Milk that's had lactase added to it apparently has a problem, a problem named arylsulfatase. Don't feel bad if you've never heard of it. I never heard of it either and I've been studying the field for 36 years. But there it is in Elsevier's Encyclopedia of Dairy Sciences (Second Edition) from 2011. I'm sure it's a steal at $1136 for the ebook edition but fortunately this particular page is available at Google Books. Here's the science:

[T]he development of off-flavor in lactase-treated UHT (Ultra High Temperature pasteurized) milk is related to the accumulation of ρ-cresol - which when present in minute quantities leads to a severe "medical" or "animal" off-flavor. It was discovered that ther accumulation of ρ-cresol in UHT milk was due to the hydrolysis of sulfanated cresol, which is naturally present in milk, by the enzyme arylsuflanase. Arylsulfanase was introduced in the milk as a side activity in the lactase enzyme preparation, and was found to be present in all commercial neutral lactases. DSM Food-Specialties has recently selected a K. lactis strain [of the yeast used to manufacture lactase] that is devoid of arylsulfanase activity.

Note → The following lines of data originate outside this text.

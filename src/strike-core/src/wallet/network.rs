use crate::error::wallet::WalletError;
use serde::{Deserialize, Serialize};
use std::fmt;
use std::str::FromStr;

#[derive(Clone, Copy, Debug, PartialEq, Eq, Hash, Serialize, Deserialize)]
#[serde(rename_all = "lowercase")]
pub enum NetworkType {
    Mainnet,
    Livenet,
    Bitcoin,
    Testnet,
    Testnet4,
    Signet,
}

impl NetworkType {
    pub fn as_str(&self) -> &'static str {
        match self {
            NetworkType::Mainnet => "mainnet",
            NetworkType::Livenet => "livenet",
            NetworkType::Bitcoin => "bitcoin",
            NetworkType::Testnet => "testnet",
            NetworkType::Testnet4 => "testnet4",
            NetworkType::Signet => "signet",
        }
    }
}

impl fmt::Display for NetworkType {
    fn fmt(&self, f: &mut fmt::Formatter<'_>) -> fmt::Result {
        f.write_str(self.as_str())
    }
}

impl FromStr for NetworkType {
    type Err = WalletError;

    fn from_str(s: &str) -> Result<Self, Self::Err> {
        Ok(match s {
            "mainnet" => NetworkType::Mainnet,
            "livenet" => NetworkType::Livenet,
            "bitcoin" => NetworkType::Bitcoin,
            "testnet" => NetworkType::Testnet,
            "testnet4" => NetworkType::Testnet4,
            "signet" => NetworkType::Signet,
            other => return Err(WalletError::UnknownNetwork(other.to_string())),
        })
    }
}

/// A wallet network as reported to dapps: the wallet's own name for it and the
/// chain it belongs to.
#[derive(Clone, Copy, Debug, PartialEq, Eq, Serialize, Deserialize)]
pub struct NetworkItem {
    #[serde(rename = "type")]
    pub kind: NetworkType,
    pub network: NetworkType,
}

impl NetworkItem {
    pub const MAINNET: NetworkItem = NetworkItem {
        kind: NetworkType::Livenet,
        network: NetworkType::Bitcoin,
    };

    /// Maps what a wallet reports onto the known networks. An empty report
    /// counts as mainnet.
    pub fn from_reported(reported: &str) -> Result<NetworkItem, WalletError> {
        if reported.is_empty() {
            return Ok(NetworkItem::MAINNET);
        }
        let item = match reported.parse::<NetworkType>()? {
            NetworkType::Mainnet | NetworkType::Livenet => NetworkItem::MAINNET,
            kind @ (NetworkType::Testnet | NetworkType::Testnet4 | NetworkType::Signet) => {
                NetworkItem {
                    kind,
                    network: NetworkType::Testnet,
                }
            }
            NetworkType::Bitcoin => {
                return Err(WalletError::UnknownNetwork(reported.to_string()))
            }
        };
        Ok(item)
    }
}

#[cfg(test)]
mod tests {
    use super::*;

    #[test]
    fn reported_networks_map_to_items() {
        assert_eq!(NetworkItem::from_reported("").unwrap(), NetworkItem::MAINNET);
        assert_eq!(
            NetworkItem::from_reported("livenet").unwrap(),
            NetworkItem::MAINNET
        );
        assert_eq!(
            NetworkItem::from_reported("testnet4").unwrap(),
            NetworkItem {
                kind: NetworkType::Testnet4,
                network: NetworkType::Testnet
            }
        );
        assert_eq!(
            NetworkItem::from_reported("signet").unwrap().network,
            NetworkType::Testnet
        );
        assert!(NetworkItem::from_reported("regtest").is_err());
    }

    #[test]
    fn item_serializes_with_a_type_field() {
        let json = serde_json::to_value(NetworkItem::MAINNET).unwrap();
        assert_eq!(json, serde_json::json!({"type": "livenet", "network": "bitcoin"}));
    }
}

Who is DSM Food-Specialties? None other than the current parent company of Maxilact. It's taken a while, but Maxilact just put out a press release announcing that a European patent for this new strain of lactase has been granted.

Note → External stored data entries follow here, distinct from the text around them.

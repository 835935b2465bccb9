use crate::lib::environment::Environment;
use crate::lib::error::StrikeResult;
use anyhow::bail;
use clap::Parser;
use std::sync::Arc;
use strike_core::client::Client;
use strike_core::registry::StrikeRegistry;
use time::format_description::well_known::Rfc3339;
use time::OffsetDateTime;

mod admins;
mod list;
mod lookup;
mod set_status;
mod submit;

/// Reads and curates the registry of trusted action canisters.
#[derive(Parser)]
pub struct RegistryOpts {
    #[command(subcommand)]
    subcmd: SubCommand,
}

#[derive(Parser)]
enum SubCommand {
    Admins(admins::AdminsOpts),
    List(list::ListOpts),
    Lookup(lookup::LookupOpts),
    SetStatus(set_status::SetStatusOpts),
    Submit(submit::SubmitOpts),
}

pub async fn exec(env: &dyn Environment, opts: RegistryOpts) -> StrikeResult {
    match opts.subcmd {
        SubCommand::Admins(v) => admins::exec(env, v).await,
        SubCommand::List(v) => list::exec(env, v).await,
        SubCommand::Lookup(v) => lookup::exec(env, v).await,
        SubCommand::SetStatus(v) => set_status::exec(env, v).await,
        SubCommand::Submit(v) => submit::exec(env, v).await,
    }
}

/// Registry updates are signed by the connected wallet.
async fn connected_client(env: &dyn Environment) -> StrikeResult<Arc<Client>> {
    let client = env.new_client()?;
    if !client.wait_until_ready().await?.is_connected() {
        bail!("This command needs a connected wallet. Run `strike wallet connect` first.");
    }
    Ok(client)
}

fn format_timestamp(nanos: u64) -> String {
    OffsetDateTime::from_unix_timestamp_nanos(nanos as i128)
        .ok()
        .and_then(|time| time.format(&Rfc3339).ok())
        .unwrap_or_else(|| nanos.to_string())
}

fn print_entry(entry: &StrikeRegistry) {
    println!("{}  {}  {}", entry.canister_id, entry.status, entry.project_name);
    println!("    name: {} <{}>", entry.name, entry.email);
    if !entry.description.is_empty() {
        println!("    {}", entry.description);
    }
    if let Some(url) = &entry.website_url {
        println!("    website: {}", url);
    }
    println!(
        "    added {} by {}",
        format_timestamp(entry.created_at),
        entry.added_by
    );
}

The patent relates to a lactase enzyme, which is free from arylsulfatase. Arylsulfatase is an impurity found in lactase that converts components naturally present in milk to cause off-flavor in lactose-free dairy products, resulting in a limited shelf life. Adding arylsulfatase-free Maxilact® to a dairy formulation ensures that off-flavor development is no longer an issue and the shelf life can be extended.
Only one tiny detail remains open: This new better-tasting milk doesn't appear to exist commercially right now. Certainly not in America. Maxilact is a major player in the small community of lactase so I'm confident that somebody will start using this. Maybe we'll even see a major ad campaign about lactose-free milk, something that hasn't happened in several years.

The future: you gotta love it.

*Yeah, that was supposed to be ironic but nobody had the patience for irony in the 1980s. Besides misreading Timbuk3's catchy ditty about nuclear destruction, we also managed to hear only the first line in REM's "The One I Love" (This one goes out to the one I love/This one goes out to the one I've left behind/A simple prop to occupy my time) and make a wedding song of Sting's ode to stalkers "Every Breath You Take" ("I'll be watching you"). Seriously, an entire decade in which nobody bothered to listen to all the lyrics in a rock song. What's really ironic is that the older I get the less nostalgia I have.